Aim of the exercise:
Go line by line through the data below and work out how many lines contain "transaction"; the answer is that number alone.

Record extracts below:

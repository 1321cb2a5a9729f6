use chrono::Utc;
use rand::Rng;

use crate::db_types::OrderId;

/// Generates a new public order identifier: a second-resolution timestamp plus a random suffix
/// wide enough to avoid collisions within the same second.
pub fn new_order_id() -> OrderId {
    let ts = Utc::now().format("%y%m%d%H%M%S");
    let suffix: u32 = rand::thread_rng().gen_range(0..1_000_000);
    OrderId(format!("PSG{ts}{suffix:06}"))
}
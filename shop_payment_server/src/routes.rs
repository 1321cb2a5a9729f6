//! Request handler definitions
//!
//! Define each route and its handler here.
//! Handlers that are more than a line or two MUST go into a separate module. Keep this module neat and tidy 🙏
//!
//! A note about performance:
//! Since each worker thread processes its requests sequentially, handlers which block the current thread will cause the
//! current worker to stop processing new requests:
//! ```nocompile
//!     fn my_handler() -> impl Responder {
//!         std::thread::sleep(Duration::from_secs(5)); // <-- Bad practice! Will cause the current worker thread to
//! hang!
//!     }
//! ```
//! For this reason, any long, non-cpu-bound operation (e.g. I/O, database operations, etc.) should be expressed as
//! futures or asynchronous functions. Async handlers get executed concurrently by worker threads and thus don’t block
//! execution.
use std::collections::HashMap;

use actix_web::{get, web, HttpRequest, HttpResponse, Responder};
use log::*;
use shop_payment_engine::{
    db_types::{OrderId, OrderStatusType},
    order_objects::{OrderQueryFilter, OrderRequest},
    traits::{OrderStore, ShopBackend},
    OrderApi,
    ReconcileError,
    ReconcileSuccess,
    ReconcilerApi,
};

use crate::{
    auth::{JwtClaims, Role},
    config::ProxyConfig,
    data_objects::{ConfirmRequest, IpnAck, JsonResponse, PaymentIntentResponse, UpdateStatusRequest},
    errors::ServerError,
    helpers::get_remote_ip,
};

// Web-actix cannot handle generics in handlers, so it's implemented manually using the `route!` macro
#[macro_export]
macro_rules! route {
    ($name:ident => $method:ident $path:literal requires [$($roles:ty),*]) => {
        paste::paste! { pub struct [<$name:camel Route>];}
        paste::paste! {
                impl [<$name:camel Route>] {
                #[allow(clippy::new_without_default)]
                pub fn new() -> Self { Self }
            }
        }
        paste::paste! {
            impl actix_web::dev::HttpServiceFactory for [<$name:camel Route>] {
                fn register(self, config: &mut actix_web::dev::AppService) {
                    let res = actix_web::Resource::new($path)
                        .name(stringify!($name))
                        .guard(actix_web::guard::$method())
                        .to($name)
                        .wrap($crate::middleware::AclMiddlewareFactory::new(&[$($roles),+]));
                    actix_web::dev::HttpServiceFactory::register(res, config);
                }
            }
        }
    };

    ($name:ident => $method:ident $path:literal impl $bounds:ty) => {
        paste::paste! { pub struct [<$name:camel Route>]<A>(core::marker::PhantomData<fn() -> A>);}
        paste::paste! { impl<A> [<$name:camel Route>]<A> {
            #[allow(clippy::new_without_default)]
            pub fn new() -> Self {
                Self(core::marker::PhantomData::<fn() -> A>)
            }
        }}
        paste::paste! { impl<A> actix_web::dev::HttpServiceFactory for [<$name:camel Route>]<A>
        where
            A: $bounds + 'static,
        {
            fn register(self, config: &mut actix_web::dev::AppService) {
                let res = actix_web::Resource::new($path)
                    .name(stringify!($name))
                    .guard(actix_web::guard::$method())
                    .to($name::<A>);
                actix_web::dev::HttpServiceFactory::register(res, config);
            }
        }}
    };

    ($name:ident => $method:ident $path:literal impl $bounds:ty where requires [$($roles:ty),*])  => {
        paste::paste! { pub struct [<$name:camel Route>]<A>(core::marker::PhantomData<fn() -> A>);}
        paste::paste! { impl<A> [<$name:camel Route>]<A> {
            #[allow(clippy::new_without_default)]
            pub fn new() -> Self {
                Self(core::marker::PhantomData::<fn() -> A>)
            }
        }}
        paste::paste! { impl<A> actix_web::dev::HttpServiceFactory for [<$name:camel Route>]<A>
        where
            A: $bounds + 'static,
        {
            fn register(self, config: &mut actix_web::dev::AppService) {
                let res = actix_web::Resource::new($path)
                    .name(stringify!($name))
                    .guard(actix_web::guard::$method())
                    .to($name::<A>)
                    .wrap($crate::middleware::AclMiddlewareFactory::new(&[$($roles),+]));
                actix_web::dev::HttpServiceFactory::register(res, config);
            }
        }}
    };
}

// ----------------------------------------------   Health  ----------------------------------------------------
#[get("/health")]
pub async fn health() -> impl Responder {
    trace!("💻️ Received health check request");
    HttpResponse::Ok().body("👍️\n")
}

//--------------------------------------------- Create order ---------------------------------------------------
route!(create_order => Post "/orders" impl ShopBackend where requires [Role::User]);
/// Creates a cash-on-delivery order for the authenticated user.
///
/// The item prices in the request are ignored; every line is priced against the server's catalog
/// and the total is recomputed before anything is stored. The order is created in `Created` status
/// and returned together with its priced items.
pub async fn create_order<A: ShopBackend>(
    claims: JwtClaims,
    body: web::Json<OrderRequest>,
    api: web::Data<OrderApi<A>>,
) -> Result<HttpResponse, ServerError> {
    let mut request = body.into_inner();
    request.user_id = claims.sub.clone();
    debug!("💻️ POST create_order for user {}", claims.sub);
    let order = api.create_order(request).await?;
    Ok(HttpResponse::Created().json(order))
}

//--------------------------------------------- My orders ------------------------------------------------------
route!(my_orders => Get "/orders/my" impl ShopBackend where requires [Role::User]);
pub async fn my_orders<A: ShopBackend>(
    claims: JwtClaims,
    api: web::Data<OrderApi<A>>,
) -> Result<HttpResponse, ServerError> {
    debug!("💻️ GET my_orders for user {}", claims.sub);
    let orders = api.orders_for_user(&claims.sub).await?;
    Ok(HttpResponse::Ok().json(orders))
}

//--------------------------------------------- Orders search --------------------------------------------------
route!(orders_search => Get "/orders" impl ShopBackend where requires [Role::Admin]);
/// Admins can list all orders, filtered by user, payment method, status list or creation window.
pub async fn orders_search<A: ShopBackend>(
    query: web::Query<OrderQueryFilter>,
    api: web::Data<OrderApi<A>>,
) -> Result<HttpResponse, ServerError> {
    let query = query.into_inner();
    debug!("💻️ GET orders search for [{query}]");
    let orders = api.search_orders(query).await?;
    Ok(HttpResponse::Ok().json(orders))
}

//--------------------------------------------- Update status --------------------------------------------------
route!(update_order_status => Put "/orders/{order_id}/status" impl ShopBackend where requires [Role::Admin]);
/// Applies an admin status edge to an order. Only `Created → Fulfilled`, `Created → Cancelled` and
/// `Paid → Fulfilled` are accepted; payment-driven transitions belong to the reconciler and are
/// rejected here with a 400.
pub async fn update_order_status<A: ShopBackend>(
    claims: JwtClaims,
    path: web::Path<String>,
    body: web::Json<UpdateStatusRequest>,
    api: web::Data<OrderApi<A>>,
) -> Result<HttpResponse, ServerError> {
    let order_id = OrderId(path.into_inner());
    let new_status = body.into_inner().status;
    info!("💻️ PUT order status {order_id} -> {new_status}, requested by {}", claims.sub);
    let order = api.update_order_status(&order_id, new_status).await?;
    Ok(HttpResponse::Ok().json(order))
}

//--------------------------------------------- Orders for user ------------------------------------------------
route!(orders_for_user => Get "/api/orders/user/{user_id}" impl ShopBackend);
/// Returns the orders of the given user.
///
/// This route is unauthenticated: it serves the shop's internal collaborators, which sit on the
/// same network segment and are authorized at the perimeter.
pub async fn orders_for_user<A: ShopBackend>(
    path: web::Path<String>,
    api: web::Data<OrderApi<A>>,
) -> Result<HttpResponse, ServerError> {
    let user_id = path.into_inner();
    debug!("💻️ GET orders for user {user_id}");
    let orders = api.orders_for_user(&user_id).await?;
    Ok(HttpResponse::Ok().json(orders))
}

//--------------------------------------------- Payment intent -------------------------------------------------
route!(create_payment_intent => Post "/orders/vnpay" impl ShopBackend where requires [Role::User]);
/// Creates a VNPay payment intent for the authenticated user.
///
/// The order is stored in `AwaitingPayment` with a fresh transaction reference before the signed
/// redirect URL is returned, so a notification can never refer to an unknown order.
pub async fn create_payment_intent<A: ShopBackend>(
    claims: JwtClaims,
    req: HttpRequest,
    body: web::Json<OrderRequest>,
    api: web::Data<OrderApi<A>>,
    proxy: web::Data<ProxyConfig>,
) -> Result<HttpResponse, ServerError> {
    let mut request = body.into_inner();
    request.user_id = claims.sub.clone();
    let client_ip = get_remote_ip(&req, proxy.use_x_forwarded_for, proxy.use_forwarded)
        .map(|ip| ip.to_string())
        .unwrap_or_else(|| "127.0.0.1".to_string());
    debug!("💻️ POST payment intent for user {} from {client_ip}", claims.sub);
    let (order, intent) = api.create_payment_intent(request, &client_ip).await?;
    let response = PaymentIntentResponse {
        order,
        redirect_url: intent.redirect_url,
        txn_ref: intent.txn_ref.as_str().to_string(),
    };
    Ok(HttpResponse::Created().json(response))
}

//--------------------------------------------- Return confirm -------------------------------------------------
route!(confirm_payment => Post "/orders/vnpay/confirm" impl OrderStore where requires [Role::User]);
/// The Return channel: the storefront posts the query parameters the gateway appended to the
/// return URL. The notification is re-verified and reconciled exactly like an IPN; this endpoint
/// merely translates the outcome into a `{success, message}` body for the buyer's browser.
pub async fn confirm_payment<A: OrderStore>(
    claims: JwtClaims,
    body: web::Json<ConfirmRequest>,
    api: web::Data<ReconcilerApi<A>>,
) -> Result<HttpResponse, ServerError> {
    let request = body.into_inner();
    if let Some(order_data) = &request.order_data {
        trace!("💻️ Return confirm from {} carried an order blob: {order_data}", claims.sub);
    }
    debug!("💻️ POST payment confirm from user {}", claims.sub);
    let response = match api.handle_return(&request.vnp_params).await {
        Ok(success) => {
            let order = success.order();
            if order.status == OrderStatusType::Paid {
                JsonResponse::success(format!("Order {} has been paid", order.order_id))
            } else {
                JsonResponse::failure(format!("Payment for order {} did not succeed", order.order_id))
            }
        },
        Err(ReconcileError::SignatureInvalid) => {
            return Err(ServerError::InvalidRequestBody("Notification signature is invalid".to_string()))
        },
        Err(ReconcileError::MalformedNotification(m)) => return Err(ServerError::InvalidRequestBody(m)),
        Err(ReconcileError::OrderNotFound(txn_ref)) => {
            return Err(ServerError::NoRecordFound(format!("No order for transaction reference {txn_ref}")))
        },
        Err(e @ ReconcileError::AmountMismatch { .. }) | Err(e @ ReconcileError::ReconciliationConflict { .. }) => {
            JsonResponse::failure(e.to_string())
        },
        Err(ReconcileError::StoreError(e)) => return Err(ServerError::BackendError(e.to_string())),
    };
    Ok(HttpResponse::Ok().json(response))
}

//--------------------------------------------- IPN ------------------------------------------------------------
route!(vnpay_ipn => Get "/api/orders/vnpay_ipn" impl OrderStore);
/// The server-to-server notification endpoint the gateway calls after a payment attempt.
///
/// Whatever the outcome, the response is HTTP 200 with a `{RspCode, Message}` acknowledgement; the
/// gateway retries until it receives one, so transport-level errors would only cause repeat
/// deliveries. Duplicates of an already-recorded outcome are acknowledged with `00` so that the
/// gateway stops resending.
pub async fn vnpay_ipn<A: OrderStore>(
    query: web::Query<HashMap<String, String>>,
    api: web::Data<ReconcilerApi<A>>,
) -> HttpResponse {
    let params = query.into_inner();
    trace!("💻️ Received IPN callback");
    let ack = match api.handle_ipn(&params).await {
        Ok(ReconcileSuccess::Transitioned(_)) => IpnAck::new("00", "Confirm Success"),
        Ok(ReconcileSuccess::Duplicate(_)) => IpnAck::new("00", "Order already confirmed"),
        Err(ReconcileError::SignatureInvalid) => IpnAck::new("97", "Invalid Checksum"),
        Err(ReconcileError::OrderNotFound(_)) => IpnAck::new("01", "Order not found"),
        Err(ReconcileError::AmountMismatch { .. }) => IpnAck::new("04", "Invalid amount"),
        Err(ReconcileError::ReconciliationConflict { .. }) => IpnAck::new("02", "Order already confirmed"),
        Err(ReconcileError::MalformedNotification(m)) => {
            debug!("💻️ Malformed IPN request: {m}");
            IpnAck::new("99", "Invalid request")
        },
        Err(ReconcileError::StoreError(e)) => {
            error!("💻️ IPN handling failed on the backend. {e}");
            IpnAck::new("99", "Unknown error")
        },
    };
    HttpResponse::Ok().json(ack)
}
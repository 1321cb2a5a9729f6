use std::{fmt::Display, str::FromStr};

use chrono::{DateTime, Utc};
use psg_common::{Vnd, VND_CURRENCY_CODE};
use serde::{Deserialize, Serialize};
use sqlx::{FromRow, Type};
use thiserror::Error;

//--------------------------------------   OrderStatusType     -------------------------------------------------------
#[derive(Debug, Clone, Copy, PartialEq, Eq, Type, Serialize, Deserialize)]
pub enum OrderStatusType {
    /// A cash-on-delivery order that has been placed but not handled yet.
    Created,
    /// A bank-transfer order whose payment intent has been issued. The buyer may or may not have
    /// been redirected to the gateway yet.
    AwaitingPayment,
    /// The gateway reported a successful payment for the order.
    Paid,
    /// The gateway reported a failed or abandoned payment.
    PaymentFailed,
    /// The order was cancelled by an administrator.
    Cancelled,
    /// The order has been shipped/handed over.
    Fulfilled,
}

impl OrderStatusType {
    /// Terminal states of the payment workflow. Once an order is terminal, no payment callback may
    /// move it again.
    pub fn is_terminal(&self) -> bool {
        !matches!(self, OrderStatusType::Created | OrderStatusType::AwaitingPayment)
    }
}

impl Display for OrderStatusType {
    fn fmt(&self, f: &mut std::fmt::Formatter<'_>) -> std::fmt::Result {
        match self {
            OrderStatusType::Created => write!(f, "Created"),
            OrderStatusType::AwaitingPayment => write!(f, "AwaitingPayment"),
            OrderStatusType::Paid => write!(f, "Paid"),
            OrderStatusType::PaymentFailed => write!(f, "PaymentFailed"),
            OrderStatusType::Cancelled => write!(f, "Cancelled"),
            OrderStatusType::Fulfilled => write!(f, "Fulfilled"),
        }
    }
}

#[derive(Debug, Clone, Error)]
#[error("Invalid conversion: {0}")]
pub struct ConversionError(pub String);

impl FromStr for OrderStatusType {
    type Err = ConversionError;

    fn from_str(s: &str) -> Result<Self, Self::Err> {
        match s {
            "Created" => Ok(Self::Created),
            "AwaitingPayment" => Ok(Self::AwaitingPayment),
            "Paid" => Ok(Self::Paid),
            "PaymentFailed" => Ok(Self::PaymentFailed),
            "Cancelled" => Ok(Self::Cancelled),
            "Fulfilled" => Ok(Self::Fulfilled),
            s => Err(ConversionError(format!("Invalid order status: {s}"))),
        }
    }
}

//--------------------------------------    PaymentMethod      -------------------------------------------------------
#[derive(Debug, Clone, Copy, PartialEq, Eq, Type, Serialize, Deserialize)]
pub enum PaymentMethod {
    CashOnDelivery,
    BankTransfer,
}

impl Display for PaymentMethod {
    fn fmt(&self, f: &mut std::fmt::Formatter<'_>) -> std::fmt::Result {
        match self {
            PaymentMethod::CashOnDelivery => write!(f, "CashOnDelivery"),
            PaymentMethod::BankTransfer => write!(f, "BankTransfer"),
        }
    }
}

impl FromStr for PaymentMethod {
    type Err = ConversionError;

    fn from_str(s: &str) -> Result<Self, Self::Err> {
        match s {
            "CashOnDelivery" | "cod" => Ok(Self::CashOnDelivery),
            "BankTransfer" | "bank" => Ok(Self::BankTransfer),
            s => Err(ConversionError(format!("Invalid payment method: {s}"))),
        }
    }
}

//--------------------------------------        OrderId        -------------------------------------------------------
/// The public identifier of an order. Assigned once at creation and immutable thereafter.
#[derive(Debug, Clone, PartialEq, Eq, Hash, Type, Serialize, Deserialize)]
#[sqlx(transparent)]
pub struct OrderId(pub String);

impl FromStr for OrderId {
    type Err = ();

    fn from_str(s: &str) -> Result<Self, Self::Err> {
        Ok(Self(s.to_string()))
    }
}

impl From<String> for OrderId {
    fn from(s: String) -> Self {
        Self(s)
    }
}

impl Display for OrderId {
    fn fmt(&self, f: &mut std::fmt::Formatter<'_>) -> std::fmt::Result {
        write!(f, "#{}", self.0)
    }
}

impl OrderId {
    pub fn as_str(&self) -> &str {
        &self.0
    }
}

//--------------------------------------        TxnRef         -------------------------------------------------------
/// The transaction reference correlating a bank-transfer order with its payment intent. It is the
/// join key between the Return and IPN notification channels and the order record, so it must be
/// unique across all orders and stable for the life of the order.
#[derive(Debug, Clone, PartialEq, Eq, Hash, Type, Serialize, Deserialize)]
#[sqlx(transparent)]
pub struct TxnRef(pub String);

impl From<String> for TxnRef {
    fn from(s: String) -> Self {
        Self(s)
    }
}

impl Display for TxnRef {
    fn fmt(&self, f: &mut std::fmt::Formatter<'_>) -> std::fmt::Result {
        write!(f, "{}", self.0)
    }
}

impl TxnRef {
    pub fn as_str(&self) -> &str {
        &self.0
    }
}

//--------------------------------------     ShippingInfo      -------------------------------------------------------
/// Delivery details captured at checkout. The fields are opaque strings as far as the engine is
/// concerned; they are validated for presence only.
#[derive(Debug, Clone, PartialEq, Eq, FromRow, Serialize, Deserialize)]
pub struct ShippingInfo {
    pub name: String,
    pub email: String,
    pub phone: String,
    pub province: String,
    pub address: String,
    pub note: Option<String>,
}

impl ShippingInfo {
    pub fn missing_field(&self) -> Option<&'static str> {
        if self.name.trim().is_empty() {
            return Some("name");
        }
        if self.email.trim().is_empty() {
            return Some("email");
        }
        if self.phone.trim().is_empty() {
            return Some("phone");
        }
        if self.province.trim().is_empty() {
            return Some("province");
        }
        if self.address.trim().is_empty() {
            return Some("address");
        }
        None
    }
}

//--------------------------------------        Order          -------------------------------------------------------
#[derive(Debug, Clone, PartialEq, FromRow, Serialize, Deserialize)]
pub struct Order {
    pub id: i64,
    pub order_id: OrderId,
    pub user_id: String,
    #[sqlx(flatten)]
    #[serde(flatten)]
    pub shipping: ShippingInfo,
    pub payment_method: PaymentMethod,
    pub total_price: Vnd,
    pub currency: String,
    pub txn_ref: Option<TxnRef>,
    pub status: OrderStatusType,
    pub created_at: DateTime<Utc>,
    pub updated_at: DateTime<Utc>,
}

//--------------------------------------      OrderItem        -------------------------------------------------------
/// A line of an order. `unit_price` is the catalog price snapshotted at creation time and is never
/// recomputed from the live catalog.
#[derive(Debug, Clone, PartialEq, FromRow, Serialize, Deserialize)]
pub struct OrderItem {
    pub id: i64,
    pub order_id: OrderId,
    pub product_id: String,
    pub quantity: i64,
    pub unit_price: Vnd,
}

#[derive(Debug, Clone, PartialEq, Eq, Serialize, Deserialize)]
pub struct NewOrderItem {
    pub product_id: String,
    pub quantity: i64,
    pub unit_price: Vnd,
}

impl NewOrderItem {
    /// The line subtotal. Saturates on overflow; [`NewOrder::validate`] rejects any order whose
    /// exact total does not fit, so a saturated value never reaches the store.
    pub fn subtotal(&self) -> Vnd {
        self.unit_price.saturating_mul(self.quantity)
    }

    pub fn checked_subtotal(&self) -> Option<Vnd> {
        self.unit_price.checked_mul(self.quantity)
    }
}

//--------------------------------------       NewOrder        -------------------------------------------------------
#[derive(Debug, Clone)]
pub struct NewOrder {
    pub order_id: OrderId,
    pub user_id: String,
    pub shipping: ShippingInfo,
    pub payment_method: PaymentMethod,
    /// Priced line items. Unit prices have already been snapshotted from the catalog.
    pub items: Vec<NewOrderItem>,
    /// The server-side recomputed total. Client-submitted totals never reach this struct.
    pub total_price: Vnd,
    pub currency: String,
    pub txn_ref: Option<TxnRef>,
    pub status: OrderStatusType,
}

impl NewOrder {
    pub fn new(order_id: OrderId, user_id: String, shipping: ShippingInfo, payment_method: PaymentMethod) -> Self {
        Self {
            order_id,
            user_id,
            shipping,
            payment_method,
            items: Vec::new(),
            total_price: Vnd::default(),
            currency: VND_CURRENCY_CODE.to_string(),
            txn_ref: None,
            status: OrderStatusType::Created,
        }
    }

    pub fn with_items(mut self, items: Vec<NewOrderItem>) -> Self {
        self.total_price = items.iter().map(NewOrderItem::subtotal).fold(Vnd::default(), Vnd::saturating_add);
        self.items = items;
        self
    }

    /// Marks the order as a payment intent: `AwaitingPayment` with the assigned transaction
    /// reference.
    pub fn awaiting_payment(mut self, txn_ref: TxnRef) -> Self {
        self.txn_ref = Some(txn_ref);
        self.status = OrderStatusType::AwaitingPayment;
        self
    }

    /// Checks the structural invariants that must hold before anything is persisted.
    pub fn validate(&self) -> Result<(), String> {
        if self.items.is_empty() {
            return Err("order contains no items".to_string());
        }
        if let Some(item) = self.items.iter().find(|i| i.quantity <= 0) {
            return Err(format!("item {} has non-positive quantity {}", item.product_id, item.quantity));
        }
        let total = self
            .items
            .iter()
            .try_fold(Vnd::default(), |acc, item| item.checked_subtotal().and_then(|sub| acc.checked_add(sub)));
        if total.is_none() {
            return Err("order total cannot be represented in đồng".to_string());
        }
        if let Some(field) = self.shipping.missing_field() {
            return Err(format!("shipping field '{field}' is missing"));
        }
        Ok(())
    }
}

//--------------------------------------       Product         -------------------------------------------------------
/// A catalog entry. The `price` column is the authoritative unit price used to recompute order
/// totals server-side.
#[derive(Debug, Clone, FromRow, Serialize, Deserialize)]
pub struct Product {
    pub id: String,
    pub name: String,
    pub price: Vnd,
    pub created_at: DateTime<Utc>,
    pub updated_at: DateTime<Utc>,
}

End of Record extracts.

Output below:
4